“I am just too needy and I nag him too much.”
“What I was asking from him was not above and beyond the realm of a healthy marriage. The truth was that I was being abused and I did not have to be! I could leave. I am strong. I am of value.”
In 13 years of marriage my husband rarely shared a room, let alone a bed, with me. There were many reasons for having his own room, most of which were for my own good or were my fault. He had a way of making everything my fault. He knew that I hated sleeping alone and he used this fact to hurt and control me. He continually told me how much it hurt HIM to HAVE TO sleep in another room.
When I would ask him to consider moving into my room or sharing a bed with me, he would say that he sleeps in a another room because he loves me or he would make me feel cheap, like I was some prostitute selling myself to him. His other excuses were usually the same: He didn’t want his snoring to keep me up, or he was afraid he would roll over in his sleep and hurt me (he had hurt me many times in bed, willingly, and used the fact that I cried, against me, saying that he didn’t want to have to listen to me to cry again. After all, he worked hard and needed his sleep).
We also rarely spoke.

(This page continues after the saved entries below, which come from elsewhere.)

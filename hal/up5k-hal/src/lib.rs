//! up5k_riscv Hardware Abstraction Layer
//!
//! This crate defines the hardware abstraction traits that the display core,
//! the drivers and the firmware are written against. The memory-mapped
//! implementations for the SoC live in `up5k-hal-soc`; tests substitute
//! recording fakes.
//!
//! # Architecture
//!
//! ```text
//! ┌─────────────────────────────────────────┐
//! │  up5k-display / up5k-drivers / firmware │
//! └─────────────────────────────────────────┘
//!                     │
//!                     ▼
//! ┌─────────────────────────────────────────┐
//! │  up5k-hal (this crate - traits)         │
//! └─────────────────────────────────────────┘
//!                     │
//!         ┌───────────┴───────────┐
//!         ▼                       ▼
//! ┌───────────────┐       ┌───────────────┐
//! │ up5k-hal-soc  │       │  test fakes   │
//! │ (MMIO)        │       │               │
//! └───────────────┘       └───────────────┘
//! ```
//!
//! # Traits
//!
//! - [`gpio::OutputPin`] - Digital output (bit-banged control lines)
//! - [`spi::SpiTransport`] - Byte-oriented SPI master with explicit chip-select
//! - [`i2c::I2cBus`] - I2C master writes
//! - [`uart::UartTx`], [`uart::UartRx`] - Polled serial console
//!
//! Every busy-wait in an implementation goes through [`spin::SpinBudget`],
//! so a stuck peripheral surfaces as [`spin::Timeout`] instead of a hang.
//! Millisecond delays use `embedded_hal::delay::DelayNs`.

#![no_std]
#![deny(unsafe_code)]

pub mod gpio;
pub mod i2c;
pub mod spi;
pub mod spin;
pub mod uart;

// Re-export key traits at crate root for convenience
pub use gpio::OutputPin;
pub use i2c::I2cBus;
pub use spi::SpiTransport;
pub use spin::{SpinBudget, Timeout};
pub use uart::{UartRx, UartTx};
//! Bounded busy-wait polling
//!
//! The hard IP blocks on the SoC only expose status flags, so every transfer
//! waits by polling. A [`SpinBudget`] caps the number of polls; running out
//! yields [`Timeout`] to the caller instead of spinning forever.

/// A polled condition did not become true within its budget
#[derive(Debug, Clone, Copy, PartialEq, Eq)]
#[cfg_attr(feature = "defmt", derive(defmt::Format))]
pub struct Timeout;

/// Maximum number of polls allowed for a single wait
#[derive(Debug, Clone, Copy, PartialEq, Eq)]
#[cfg_attr(feature = "defmt", derive(defmt::Format))]
pub struct SpinBudget {
    polls: u32,
}

impl SpinBudget {
    /// Budget used by the I2C core between bytes
    pub const I2C_BYTE: Self = Self::new(3000);

    /// Budget used by the SPI core per byte
    pub const SPI_BYTE: Self = Self::new(10_000);

    /// Create a budget allowing `polls` status reads
    pub const fn new(polls: u32) -> Self {
        Self { polls }
    }

    /// Number of polls this budget allows
    pub const fn polls(&self) -> u32 {
        self.polls
    }

    /// Poll `ready` until it returns true or the budget is spent
    ///
    /// A zero budget still polls once.
    pub fn wait<F>(self, mut ready: F) -> Result<(), Timeout>
    where
        F: FnMut() -> bool,
    {
        let mut remaining = self.polls.max(1);
        while remaining > 0 {
            if ready() {
                return Ok(());
            }
            remaining -= 1;
            core::hint::spin_loop();
        }
        Err(Timeout)
    }
}

impl Default for SpinBudget {
    fn default() -> Self {
        Self::SPI_BYTE
    }
}

#[cfg(test)]
mod tests {
    use super::*;

    #[test]
    fn test_ready_immediately() {
        let mut polls = 0;
        let result = SpinBudget::new(5).wait(|| {
            polls += 1;
            true
        });
        assert_eq!(result, Ok(()));
        assert_eq!(polls, 1);
    }

    #[test]
    fn test_ready_after_some_polls() {
        let mut polls = 0;
        let result = SpinBudget::new(10).wait(|| {
            polls += 1;
            polls == 4
        });
        assert_eq!(result, Ok(()));
        assert_eq!(polls, 4);
    }

    #[test]
    fn test_budget_exhausted() {
        let mut polls = 0;
        let result = SpinBudget::new(7).wait(|| {
            polls += 1;
            false
        });
        assert_eq!(result, Err(Timeout));
        assert_eq!(polls, 7);
    }

    #[test]
    fn test_zero_budget_polls_once() {
        let mut polls = 0;
        assert_eq!(
            SpinBudget::new(0).wait(|| {
                polls += 1;
                false
            }),
            Err(Timeout)
        );
        assert_eq!(polls, 1);
    }
}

In fact, I was thrilled when we both got smart phones because at least now he would text me. He would literally be sitting on the couch in the same room as me and rather than speak to me, he would text me.
When I would try to talk to him he would sigh and roll his eyes at me and inevitably pull out his phone. He would choose text over speaking to me because then (in his words) I would be less likely to misunderstand what he said. Of course, I always did then too. He would text me one thing, I would reply or do exactly as he asked and I would somehow still manage to get it wrong. When I would read the text back to him he would claim that I didn’t understand the context or that I was lying even though it was right there in black and white in his own words! HE was always telling me that my perception was off, in relation to everything! I always perceived everything the wrong way.

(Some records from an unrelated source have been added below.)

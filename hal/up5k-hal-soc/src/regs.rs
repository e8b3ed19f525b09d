//! Register block layouts
//!
//! The hard IP blocks decode a 4-bit register index on a 32-bit word
//! stride, with only the low byte of each word implemented.

use vcell::VolatileCell;

/// Base address of the `gp_out` register
pub const GP_OUT_ADDR: usize = 0x2000_0000;
/// Base address of the ACIA
pub const ACIA_ADDR: usize = 0x3000_0000;
/// Base address of SB_SPI0
pub const SPI0_ADDR: usize = 0x4000_0000;
/// Base address of SB_I2C0
pub const I2C0_ADDR: usize = 0x4000_0040;
/// Base address of SB_SPI1
pub const SPI1_ADDR: usize = 0x4000_0080;
/// Base address of SB_I2C1
pub const I2C1_ADDR: usize = 0x4000_00C0;
/// Address of the free-running clock counter
pub const CLKCNT_ADDR: usize = 0x5000_0000;

/// One byte-wide register on a word stride
#[repr(C)]
pub struct Reg8 {
    value: VolatileCell<u8>,
    _pad: [u8; 3],
}

impl Reg8 {
    /// A register holding `value`, for register blocks placed in RAM
    pub const fn new(value: u8) -> Self {
        Self {
            value: VolatileCell::new(value),
            _pad: [0; 3],
        }
    }

    #[inline]
    pub fn read(&self) -> u8 {
        self.value.get()
    }

    #[inline]
    pub fn write(&self, value: u8) {
        self.value.set(value)
    }

    #[inline]
    pub fn is_set(&self, mask: u8) -> bool {
        self.read() & mask != 0
    }
}

/// A reserved word in a register block
#[repr(C)]
pub struct Reserved([u8; 4]);

impl Reserved {
    pub const fn new() -> Self {
        Self([0; 4])
    }
}

/// SB_SPI register block (registers 8..15 of a 16-word window)
#[repr(C)]
pub struct SpiRegisters {
    _reserved: [Reserved; 8],
    /// Control 0: chip-select timing counters
    pub cr0: Reg8,
    /// Control 1: enable
    pub cr1: Reg8,
    /// Control 2: master mode, CS hold, clock polarity/phase, bit order
    pub cr2: Reg8,
    /// Baud rate divider
    pub br: Reg8,
    /// Status
    pub sr: Reg8,
    /// Transmit data
    pub txdr: Reg8,
    /// Receive data
    pub rxdr: Reg8,
    /// Master chip-select outputs (active low)
    pub csr: Reg8,
}

impl SpiRegisters {
    /// A register block in RAM with the given status value
    pub const fn with_status(sr: u8) -> Self {
        Self {
            _reserved: [
                Reserved::new(),
                Reserved::new(),
                Reserved::new(),
                Reserved::new(),
                Reserved::new(),
                Reserved::new(),
                Reserved::new(),
                Reserved::new(),
            ],
            cr0: Reg8::new(0),
            cr1: Reg8::new(0),
            cr2: Reg8::new(0),
            br: Reg8::new(0),
            sr: Reg8::new(sr),
            txdr: Reg8::new(0),
            rxdr: Reg8::new(0),
            csr: Reg8::new(0),
        }
    }
}

/// SB_I2C register block
#[repr(C)]
pub struct I2cRegisters {
    _reserved0: [Reserved; 3],
    /// Slave address
    pub saddr: Reg8,
    _reserved1: [Reserved; 2],
    /// Interrupt status
    pub irq: Reg8,
    /// Interrupt enable
    pub irqen: Reg8,
    /// Control 1: enable, SDA delay
    pub cr1: Reg8,
    /// Command
    pub cmdr: Reg8,
    /// Prescaler low 8 bits
    pub brlsb: Reg8,
    /// Prescaler high 2 bits (writing resets the core)
    pub brmsb: Reg8,
    /// Status
    pub sr: Reg8,
    /// Transmit data
    pub txdr: Reg8,
    /// Receive data
    pub rxdr: Reg8,
    /// General call data
    pub gcdr: Reg8,
}

impl I2cRegisters {
    /// A register block in RAM with the given status value
    pub const fn with_status(sr: u8) -> Self {
        Self {
            _reserved0: [Reserved::new(), Reserved::new(), Reserved::new()],
            saddr: Reg8::new(0),
            _reserved1: [Reserved::new(), Reserved::new()],
            irq: Reg8::new(0),
            irqen: Reg8::new(0),
            cr1: Reg8::new(0),
            cmdr: Reg8::new(0),
            brlsb: Reg8::new(0),
            brmsb: Reg8::new(0),
            sr: Reg8::new(sr),
            txdr: Reg8::new(0),
            rxdr: Reg8::new(0),
            gcdr: Reg8::new(0),
        }
    }
}

/// ACIA register block
#[repr(C)]
pub struct AciaRegisters {
    /// Control (write) / status (read)
    pub ctlstat: Reg8,
    /// Transmit (write) / receive (read) data
    pub data: Reg8,
}

impl AciaRegisters {
    /// A register block in RAM with the given status value
    pub const fn with_status(status: u8) -> Self {
        Self {
            ctlstat: Reg8::new(status),
            data: Reg8::new(0),
        }
    }
}

/// Which of the two hard IP instances to use
#[derive(Debug, Clone, Copy, PartialEq, Eq)]
#[cfg_attr(feature = "defmt", derive(defmt::Format))]
pub enum Port {
    Port0,
    Port1,
}

impl Port {
    /// Port from its index, as written in the board configuration
    pub const fn from_index(index: u8) -> Option<Self> {
        match index {
            0 => Some(Port::Port0),
            1 => Some(Port::Port1),
            _ => None,
        }
    }
}

/// SB_SPI register block of `port`
///
/// # Safety
/// Only valid on the up5k_riscv SoC. The caller must not create a second
/// driver for the same port.
pub unsafe fn spi(port: Port) -> &'static SpiRegisters {
    let addr = match port {
        Port::Port0 => SPI0_ADDR,
        Port::Port1 => SPI1_ADDR,
    };
    &*(addr as *const SpiRegisters)
}

/// SB_I2C register block of `port`
///
/// # Safety
/// Only valid on the up5k_riscv SoC. The caller must not create a second
/// driver for the same port.
pub unsafe fn i2c(port: Port) -> &'static I2cRegisters {
    let addr = match port {
        Port::Port0 => I2C0_ADDR,
        Port::Port1 => I2C1_ADDR,
    };
    &*(addr as *const I2cRegisters)
}

/// ACIA register block
///
/// # Safety
/// Only valid on the up5k_riscv SoC.
pub unsafe fn acia() -> &'static AciaRegisters {
    &*(ACIA_ADDR as *const AciaRegisters)
}

/// `gp_out` register
///
/// # Safety
/// Only valid on the up5k_riscv SoC. The caller must not create a second
/// [`crate::GpOut`] for it.
pub unsafe fn gp_out() -> &'static VolatileCell<u32> {
    &*(GP_OUT_ADDR as *const VolatileCell<u32>)
}

/// Clock counter register
///
/// # Safety
/// Only valid on the up5k_riscv SoC.
pub unsafe fn clkcnt() -> &'static VolatileCell<u32> {
    &*(CLKCNT_ADDR as *const VolatileCell<u32>)
}

#[cfg(test)]
mod tests {
    use super::*;
    use core::mem::{offset_of, size_of};

    #[test]
    fn test_spi_layout() {
        assert_eq!(offset_of!(SpiRegisters, cr0), 0x20);
        assert_eq!(offset_of!(SpiRegisters, sr), 0x30);
        assert_eq!(offset_of!(SpiRegisters, txdr), 0x34);
        assert_eq!(offset_of!(SpiRegisters, csr), 0x3C);
        assert_eq!(size_of::<SpiRegisters>(), 0x40);
    }

    #[test]
    fn test_i2c_layout() {
        assert_eq!(offset_of!(I2cRegisters, saddr), 0x0C);
        assert_eq!(offset_of!(I2cRegisters, cr1), 0x20);
        assert_eq!(offset_of!(I2cRegisters, cmdr), 0x24);
        assert_eq!(offset_of!(I2cRegisters, sr), 0x30);
        assert_eq!(offset_of!(I2cRegisters, gcdr), 0x3C);
        assert_eq!(size_of::<I2cRegisters>(), 0x40);
    }

    #[test]
    fn test_acia_layout() {
        assert_eq!(offset_of!(AciaRegisters, data), 0x04);
    }

    #[test]
    fn test_port_from_index() {
        assert_eq!(Port::from_index(0), Some(Port::Port0));
        assert_eq!(Port::from_index(1), Some(Port::Port1));
        assert_eq!(Port::from_index(2), None);
    }
}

This changed me from a social person into a recluse. I would get panic attacks just going to the grocery store because I was so afraid that someone would talk to me and I would perceive what they said the wrong way and they would become angry with my incompetence.
I hated it. I felt ugly and pathetic. I would cry myself to sleep most nights, sometimes from physical pain, but mostly from the loneliness and emotional pain he inflicted on me. It weighed on me like an anvil on my chest. For years I felt like I was barely breathing, like I was barely living. I was just a shadow. I was not seen, not heard, nothing… I was of no value.
This nothingness that I felt inside eventually took a physical form as I dropped down to 74 pounds. I was a shaking, hollow shell of the strong-willed vibrant woman I once was.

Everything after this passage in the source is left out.